The place that I stand today, cradled the footprints of the buffalo and the Native Americans who hunted them. The “Ciboleros”, Mexican buffalo hunters, during the 1820’s, also worked the Wyoming plains trading with the natives. Today the buffalo are replaced by fields of alfalfa, cattle, and drilling rigs. There are no more migrations of these beasts that roamed freely, not recognizing borders of states or property lines. The faint herds are relegated to personal stocks or on protected parks and lands. Yet on this land, people have migrated thousands of miles disregarding borders, escaping dangers, and quietly living camouflaged in the landscape. The migrant workers have come to work the land, to grow food and raise cattle, and send back money to their families in their hometowns.
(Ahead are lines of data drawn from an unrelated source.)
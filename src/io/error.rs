//! Error types for tree construction, board handling and search

use std::fmt;
use std::path::PathBuf;

use crate::geometry::Point;

/// Main error type for all solver operations
#[derive(Debug)]
pub enum PentominoError {
    /// A point has no entry in the fixed code table
    ///
    /// Occurs when a point lies beyond the pentomino radius or breaks the
    /// scan-order validity rule. Indicates a defect in shape generation.
    PointOutOfRange {
        /// The offending point
        point: Point,
    },

    /// A node index does not address a node of the shape tree
    InvalidNodeIndex {
        /// The invalid index
        index: usize,
        /// Number of nodes in the tree
        node_count: usize,
    },

    /// A placement would stamp a cell outside the board
    PlacementOutOfBounds {
        /// Target cell of the placement
        point: Point,
        /// Board dimensions (rows, cols)
        dimensions: (usize, usize),
    },

    /// A placement would stamp a cell that is already filled
    PlacementConflict {
        /// Target cell of the placement
        point: Point,
        /// Symbol already occupying the cell
        occupant: char,
    },

    /// Rectangle dimensions cannot hold the twelve pentominoes
    InvalidRectangle {
        /// Requested row count
        rows: usize,
        /// Requested column count
        cols: usize,
        /// Explanation of why the rectangle is rejected
        reason: String,
    },

    /// Board contents are malformed
    InvalidBoard {
        /// Description of what's wrong with the board
        reason: String,
    },

    /// Shape tree construction produced an inconsistent tree
    MalformedTree {
        /// Description of the inconsistency
        reason: String,
    },

    /// Parameter validation failed
    InvalidParameter {
        /// Name of the invalid parameter
        parameter: &'static str,
        /// Provided value that failed validation
        value: String,
        /// Explanation of why the value is invalid
        reason: String,
    },

    /// Failed to save a rendered board to disk
    ImageExport {
        /// Path where export was attempted
        path: PathBuf,
        /// Underlying image export error
        source: image::ImageError,
    },

    /// General file system or stream operation failure
    FileSystem {
        /// Path involved in the operation
        path: PathBuf,
        /// Description of the operation that failed
        operation: &'static str,
        /// Underlying I/O error
        source: std::io::Error,
    },
}

impl fmt::Display for PentominoError {
    fn fmt(&self, f: &mut fmt::Formatter<'_>) -> fmt::Result {
        match self {
            Self::PointOutOfRange { point } => {
                write!(f, "Point {point} is outside the shape code table")
            }
            Self::InvalidNodeIndex { index, node_count } => {
                write!(
                    f,
                    "Node index {index} is out of bounds (tree has {node_count} nodes)"
                )
            }
            Self::PlacementOutOfBounds { point, dimensions } => {
                write!(
                    f,
                    "Placement cell {point} is outside the {}x{} board",
                    dimensions.0, dimensions.1
                )
            }
            Self::PlacementConflict { point, occupant } => {
                write!(f, "Placement cell {point} is already occupied by '{occupant}'")
            }
            Self::InvalidRectangle { rows, cols, reason } => {
                write!(f, "Invalid rectangle {rows}x{cols}: {reason}")
            }
            Self::InvalidBoard { reason } => {
                write!(f, "Invalid board: {reason}")
            }
            Self::MalformedTree { reason } => {
                write!(f, "Malformed shape tree: {reason}")
            }
            Self::InvalidParameter {
                parameter,
                value,
                reason,
            } => {
                write!(f, "Invalid parameter '{parameter}' = '{value}': {reason}")
            }
            Self::ImageExport { path, source } => {
                write!(
                    f,
                    "Failed to export image to '{}': {source}",
                    path.display()
                )
            }
            Self::FileSystem {
                path,
                operation,
                source,
            } => {
                write!(
                    f,
                    "File system error during {operation} on '{}': {source}",
                    path.display()
                )
            }
        }
    }
}

impl std::error::Error for PentominoError {
    fn source(&self) -> Option<&(dyn std::error::Error + 'static)> {
        match self {
            Self::ImageExport { source, .. } => Some(source),
            Self::FileSystem { source, .. } => Some(source),
            _ => None,
        }
    }
}

/// Convenience type alias for solver results
pub type Result<T> = std::result::Result<T, PentominoError>;

impl From<std::io::Error> for PentominoError {
    fn from(err: std::io::Error) -> Self {
        Self::FileSystem {
            path: PathBuf::from("<stdout>"),
            operation: "write",
            source: err,
        }
    }
}

/// Create an invalid parameter error
pub fn invalid_parameter(
    parameter: &'static str,
    value: &impl ToString,
    reason: &impl ToString,
) -> PentominoError {
    PentominoError::InvalidParameter {
        parameter,
        value: value.to_string(),
        reason: reason.to_string(),
    }
}

/// Create an invalid rectangle error
pub fn invalid_rectangle(rows: usize, cols: usize, reason: &impl ToString) -> PentominoError {
    PentominoError::InvalidRectangle {
        rows,
        cols,
        reason: reason.to_string(),
    }
}

/// Create a malformed tree error
pub fn malformed_tree(reason: &impl ToString) -> PentominoError {
    PentominoError::MalformedTree {
        reason: reason.to_string(),
    }
}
In my own walk about, I want to be naïve of the issues and the hardships that sculpt the land. I want to see the romantic visions of buffaloes roaming freely and Native Americans looking like “proper tobacco store Indians”, to see cowboys with six guns and chaps, spitting into bronze containers. I want to close my eyes and not see the faces of innocent girls like Brisenia Flores(whose image appears on each buffalo), who was murdered by Minute Men in her home in Arizona; her family mistaken for being illegal, and robbed and shot and left to die in her mother’s arms. The collateral lives lost as a consequence of inflammatory rhetoric that permeates our country.
I am torn with the guilt of wanting to see my ideal images verses the complex difficulties that surround a place. The work I’mmigration is therefore a response to the conflicting feelings I have of being a tourist in Buffalo, Wyoming. It combines the folded paper (origami) traditions of my immigrant Japanese background, with the disappearance of the migratory buffalo. These beasts carry with them the burdens of the people living and working on the land. The buffalo are installed in small towns with abandoned storefronts, the youth migrating to large cities for better opportunities. They are installed on the plains with the romantic intent to honor the lives of the animals and the people that worked and are still harvesting the land. The Japanese fold origami cranes in hopes that a loved one will recover from illness or ward off bad luck. My gesture of folding the buffalo touch upon these hope for the place, though I know that at the end of the day, they are only naïve paper dreams of a tourist.